How a golf-course design up-and-comer, Tyler Rae, started his own firm

Courses

Among golf-course-architecture circles we often fall into a cliché of talking about a contemporary youth movement of up-and-coming designers training and working for the likes of Bill Coore, Tom Doak and Gil Hanse. Many of the talented shapers and artists we lump into this group are in their 30s, or older—golf design is one of the few professions where late 30s is considered young.

In reality, it’s a more a matter of these up-and-comers waiting for the opportunity to get their own name out. Tyler Rae, 34, trained under Ron Prichard, one of the first practitioners of golf course restoration, for nearly a decade.

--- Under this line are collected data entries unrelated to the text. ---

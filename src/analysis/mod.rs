//! The analysis action engine.
//!
//! A [`MethodAnalysisContext`] walks one decoded method, simulating which
//! managed value each register and stack slot holds, and records an ordered
//! list of [`AnalysisAction`]s. The list renders as pseudocode and, when no
//! action is tainted, as bytecode.

use std::collections::HashMap;
use std::fmt;
use std::sync::Arc;

use serde::Serialize;

use crate::types::{ManagedMethod, TypeHandle};
use crate::Address;

pub mod actions;
pub mod bytecode;
mod context;
mod engine;
pub mod operand;

pub use actions::{Action, ActionKind, AnalysisAction, Comparison};
pub use bytecode::{CilInstruction, MethodRef};
pub use context::{AnalysisEnvironment, Diagnostic, MethodAnalysisContext, MethodReport};
pub use operand::{
    ActionInput, AnalysedOperand, ConstantValue, FieldRef, LocalDefinition, LocalId, LocalKind,
};

/// Offset of the static field block pointer inside a 64-bit runtime class.
pub const STATIC_FIELDS_OFFSET: i64 = 0xB8;

/// Lifecycle of one method analysis.
#[derive(Debug, Clone, Copy, PartialEq, Eq, Hash, Serialize)]
pub enum AnalysisState {
    Unanalyzed,
    Decoding,
    GraphBuilt,
    ActionsSynthesized,
    /// Every action produced valid bytecode
    Emittable,
    /// At least one action could not be synthesized
    Tainted,
}

impl AnalysisState {
    pub fn is_terminal(&self) -> bool {
        matches!(self, AnalysisState::Emittable | AnalysisState::Tainted)
    }
}

impl fmt::Display for AnalysisState {
    fn fmt(&self, f: &mut fmt::Formatter<'_>) -> fmt::Result {
        write!(f, "{:?}", self)
    }
}

/// Why an action cannot produce bytecode.
#[derive(Debug, Clone, PartialEq, Eq, thiserror::Error)]
pub enum TaintReason {
    #[error("no value is known for {0}")]
    MissingOperand(String),

    #[error("call to unresolved function 0x{0:X}")]
    UnresolvedCall(Address),

    #[error("no field matches {0}")]
    UnresolvedField(String),

    #[error("{0} cannot be pushed as a managed value")]
    NotLoadable(String),

    #[error("conditional branch without a preceding compare")]
    NoComparison,

    #[error("branch condition is not reconstructed")]
    UnmodeledCondition,

    #[error("control leaves the method towards 0x{0:X}")]
    LeavesMethod(Address),

    #[error("type {0} could not be resolved")]
    MissingType(String),

    #[error("{0} arguments are passed on the stack")]
    StackArguments(usize),

    #[error("loop-carried value in {0} is not reconstructed")]
    LoopCarried(String),

    #[error("{0}")]
    Unmodeled(String),
}

/// A tainted action: where it came from and why.
#[derive(Debug, Clone, PartialEq, Eq, thiserror::Error)]
#[error("Tainted action at 0x{address:X}: {reason}")]
pub struct TaintedAction {
    pub address: Address,
    pub reason: TaintReason,
}

/// Why bytecode could not be produced for a whole method.
#[derive(Debug, Clone, PartialEq, Eq, thiserror::Error)]
pub enum TaintedMethod {
    #[error("No instructions could be decoded at 0x{0:X}")]
    EmptyBody(Address),

    #[error(transparent)]
    Action(#[from] TaintedAction),
}

/// Host-provided knowledge about the runtime's global tables.
pub trait RuntimeLookup: Send + Sync {
    /// The managed method whose code starts at `address`.
    fn method_at(&self, address: Address) -> Option<Arc<ManagedMethod>>;

    /// The class whose runtime structure pointer is stored at `address`.
    /// For array classes this is the element class, as `il2cpp_array_new_specific`
    /// callers pass it.
    fn class_at(&self, address: Address) -> Option<TypeHandle>;

    /// The string literal stored at `address`.
    fn string_literal_at(&self, _address: Address) -> Option<String> {
        None
    }
}

/// Knows nothing; every call and global is unresolved.
#[derive(Debug, Clone, Copy, Default)]
pub struct NoRuntimeLookup;

impl RuntimeLookup for NoRuntimeLookup {
    fn method_at(&self, _address: Address) -> Option<Arc<ManagedMethod>> {
        None
    }

    fn class_at(&self, _address: Address) -> Option<TypeHandle> {
        None
    }
}

/// A lookup backed by prebuilt address maps.
#[derive(Debug, Clone, Default)]
pub struct StaticRuntimeLookup {
    methods: HashMap<Address, Arc<ManagedMethod>>,
    classes: HashMap<Address, TypeHandle>,
    strings: HashMap<Address, String>,
}

impl StaticRuntimeLookup {
    pub fn new() -> Self {
        Self::default()
    }

    pub fn with_method(mut self, address: Address, method: Arc<ManagedMethod>) -> Self {
        self.methods.insert(address, method);
        self
    }

    pub fn with_class(mut self, address: Address, class: TypeHandle) -> Self {
        self.classes.insert(address, class);
        self
    }

    pub fn with_string(mut self, address: Address, literal: impl Into<String>) -> Self {
        self.strings.insert(address, literal.into());
        self
    }
}

impl RuntimeLookup for StaticRuntimeLookup {
    fn method_at(&self, address: Address) -> Option<Arc<ManagedMethod>> {
        self.methods.get(&address).cloned()
    }

    fn class_at(&self, address: Address) -> Option<TypeHandle> {
        self.classes.get(&address).cloned()
    }

    fn string_literal_at(&self, address: Address) -> Option<String> {
        self.strings.get(&address).cloned()
    }
}

#[cfg(test)]
mod tests {
    use super::*;
    use crate::types::TypeDefinition;

    #[test]
    fn test_terminal_states() {
        assert!(AnalysisState::Emittable.is_terminal());
        assert!(AnalysisState::Tainted.is_terminal());
        assert!(!AnalysisState::ActionsSynthesized.is_terminal());
    }

    #[test]
    fn test_taint_messages() {
        let taint = TaintedAction {
            address: 0x1004,
            reason: TaintReason::MissingOperand("rdx".to_string()),
        };
        assert_eq!(taint.to_string(), "Tainted action at 0x1004: no value is known for rdx");
        let method: TaintedMethod = taint.clone().into();
        assert_eq!(method, TaintedMethod::Action(taint));
    }

    #[test]
    fn test_static_lookup() {
        let class = TypeDefinition::new("Game", "Player").into_handle();
        let lookup = StaticRuntimeLookup::new()
            .with_class(0x5000, class.clone())
            .with_string(0x5008, "hello");

        assert!(Arc::ptr_eq(&lookup.class_at(0x5000).unwrap(), &class));
        assert_eq!(lookup.string_literal_at(0x5008).as_deref(), Some("hello"));
        assert!(lookup.method_at(0x5000).is_none());
        assert!(NoRuntimeLookup.class_at(0x5000).is_none());
    }
}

Now Rae has opened his own firm and is establishing himself as one of the most talented—and busy—restoration specialists in his own right, working with an impressive roster of historic clubs (many with, or previously with, Prichard) like Skokie and Beverly Country Club in Chicago, Richmond Country Club in New York, Mountain Lake Golf Club in Florida and Wampanoag in Connecticut, as well as with several modern properties.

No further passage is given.